Save Lyell’s Notebooks!
Earlier this year the UK’s Department for Digital, Culture, Media & Sport announced an export ban on the notebooks of nineteenth-century geologist Sir Charles Lyell, Charles Darwin’s mentor. A total of 294 notebooks and manuscripts, which had been kept in the family until now, contain Lyell’s field notes, conversations with fellow scientists, and his transcribed correspondence with Darwin himself. They are in danger of being sold abroad and/or being sold piecemeal unless £966,000 (revised from £1.4 million) can be raised before October 15.
“This archive reveals the workings of one of the most influential scientists of the last 200 years and provides us with an extraordinary insight into a time when science was changing long-held beliefs about the world,” commented Arts Minister Michael Ellis.
Working to keep the notebooks together and 'in country,' the University of Edinburgh launched a pledge drive this past July in which the university and nearly 1,000 other supporters collectively promised £600,000+ toward the goal. That amount convinced Ellis to give the university a three-month extension for fundraising, but the October deadline is fast approaching. At this point, they are still short about £296,000.

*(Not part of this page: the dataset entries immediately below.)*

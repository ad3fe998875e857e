//! Polls the workload pod until its container runs.
//!
//! Each poll fetches a fresh [`PodSnapshot`] and classifies it:
//!
//! - a terminated container is fatal, a crash during startup is not a delay
//! - a container waiting for a transient or healthy-soon reason is retried
//! - a container waiting for any other reason is fatal
//! - without container state the pod phase decides; `Failed` is fatal
//! - a running container ends the wait
//!
//! A missing pod and a "not found" API error are transient. Any other API
//! error is fatal. Exhausting the attempt budget is fatal as well.

use std::fmt;

use thiserror::Error;
use tracing::info;

use crate::control_plane::ControlPlane;
use crate::error::ControlPlaneError;
use crate::pod::{ContainerState, PodPhase, PodSnapshot};
use crate::retry::{retry_if, RetryError, RetryPolicy};

/// Waiting reasons that resolve on their own.
pub const TRANSIENT_REASONS: &[&str] = &["ContainerCreating", "Pending"];

/// Waiting reasons that mean the container is about to run.
pub const HEALTHY_SOON_REASONS: &[&str] = &["Running"];

/// Why the workload will never become ready.
#[derive(Error, Debug)]
pub enum ReadinessError {
    #[error("pod {pod} terminated with exit code {exit_code}: {}", describe(.reason, .message))]
    Terminated {
        pod: String,
        reason: Option<String>,
        message: Option<String>,
        exit_code: i32,
    },

    #[error("pod {pod} is waiting with reason {reason}: {message}")]
    BadState {
        pod: String,
        reason: String,
        message: String,
    },

    #[error("pod {pod} is in bad phase {phase}")]
    BadPhase { pod: String, phase: PodPhase },

    #[error("failed to query pod: {0}")]
    Query(#[source] ControlPlaneError),

    #[error("pod with prefix {prefix:?} not running after {attempts} attempts, last seen: {last}")]
    Exhausted {
        prefix: String,
        attempts: u32,
        last: String,
    },
}

fn describe(reason: &Option<String>, message: &Option<String>) -> String {
    match (reason, message) {
        (Some(r), Some(m)) => format!("{r} ({m})"),
        (Some(r), None) => r.clone(),
        (None, Some(m)) => m.clone(),
        (None, None) => "no reason reported".to_string(),
    }
}

/// Outcome of classifying one snapshot.
#[derive(Debug)]
pub enum Verdict {
    /// The container is running.
    Ready,
    /// Not ready yet; the description says why.
    Wait(String),
    /// The workload will not become ready.
    Fatal(ReadinessError),
}

/// Classify a pod snapshot.
#[must_use]
pub fn classify(pod: &PodSnapshot) -> Verdict {
    match &pod.container {
        Some(ContainerState::Running) => Verdict::Ready,
        Some(ContainerState::Terminated {
            reason,
            message,
            exit_code,
        }) => Verdict::Fatal(ReadinessError::Terminated {
            pod: pod.name.clone(),
            reason: reason.clone(),
            message: message.clone(),
            exit_code: *exit_code,
        }),
        Some(ContainerState::Waiting { reason: None, .. }) => {
            Verdict::Wait("container waiting without a reason".into())
        }
        Some(ContainerState::Waiting {
            reason: Some(reason),
            message,
        }) => {
            let reason = reason.as_str();
            if TRANSIENT_REASONS.contains(&reason) || HEALTHY_SOON_REASONS.contains(&reason) {
                Verdict::Wait(format!("container state {reason}"))
            } else {
                Verdict::Fatal(ReadinessError::BadState {
                    pod: pod.name.clone(),
                    reason: reason.to_string(),
                    message: message.clone().unwrap_or_default(),
                })
            }
        }
        None => match &pod.phase {
            PodPhase::Failed => Verdict::Fatal(ReadinessError::BadPhase {
                pod: pod.name.clone(),
                phase: pod.phase.clone(),
            }),
            phase => Verdict::Wait(format!("pod phase {phase}")),
        },
    }
}

/// A poll that did not end the wait.
enum PollError {
    Pending(String),
    Fatal(ReadinessError),
}

impl fmt::Display for PollError {
    fn fmt(&self, f: &mut fmt::Formatter<'_>) -> fmt::Result {
        match self {
            Self::Pending(why) => write!(f, "{why}"),
            Self::Fatal(e) => write!(f, "{e}"),
        }
    }
}

/// Watches the workload pod identified by name prefix.
pub struct ReadinessMonitor<'a> {
    control_plane: &'a dyn ControlPlane,
    namespace: &'a str,
    prefix: &'a str,
}

impl<'a> ReadinessMonitor<'a> {
    #[must_use]
    pub fn new(control_plane: &'a dyn ControlPlane, namespace: &'a str, prefix: &'a str) -> Self {
        Self {
            control_plane,
            namespace,
            prefix,
        }
    }

    /// Poll under `policy` until the pod's container is running.
    ///
    /// # Errors
    ///
    /// Returns [`ReadinessError`] for a fatal pod state, a fatal query
    /// error, or when the attempt budget runs out.
    pub async fn wait_until_ready(&self, policy: RetryPolicy) -> Result<PodSnapshot, ReadinessError> {
        let result = retry_if(
            policy,
            "wait for pod",
            || async { self.poll_once().await },
            |e| matches!(e, PollError::Pending(_)),
        )
        .await;

        match result {
            Ok(pod) => {
                info!(pod = %pod.name, "Pod is up");
                Ok(pod)
            }
            Err(RetryError::Fatal {
                error: PollError::Fatal(e),
                ..
            }) => Err(e),
            Err(RetryError::Exhausted { attempts, last, .. }) => Err(ReadinessError::Exhausted {
                prefix: self.prefix.to_string(),
                attempts,
                last: last.to_string(),
            }),
            Err(RetryError::Fatal { error, .. }) => Err(ReadinessError::Exhausted {
                prefix: self.prefix.to_string(),
                attempts: policy.max_attempts(),
                last: error.to_string(),
            }),
        }
    }

    async fn poll_once(&self) -> Result<PodSnapshot, PollError> {
        match self.control_plane.find_pod(self.namespace, self.prefix).await {
            Ok(Some(pod)) => match classify(&pod) {
                Verdict::Ready => Ok(pod),
                Verdict::Wait(why) => {
                    info!(pod = %pod.name, state = %why, "Waiting for pod");
                    Err(PollError::Pending(why))
                }
                Verdict::Fatal(e) => Err(PollError::Fatal(e)),
            },
            Ok(None) => Err(PollError::Pending(format!(
                "no pod with prefix {:?} in namespace {}",
                self.prefix, self.namespace
            ))),
            Err(e) if e.is_not_found() => {
                info!(error = %e, "Pod not found yet");
                Err(PollError::Pending(e.to_string()))
            }
            Err(e) => Err(PollError::Fatal(ReadinessError::Query(e))),
        }
    }
}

Lyell, who died in 1875, is best known for his Principles of Geology (1830-33), a work that is credited with establishing a firm footing for the study of earth sciences. His influence on Darwin—and on science in general—was vast; as Darwin wrote, “I always feel as if my books came half from Lyell’s brains.”
If the university’s appeal is successful, it intends to make the Lyell collection accessible to the public through conservation and digitization.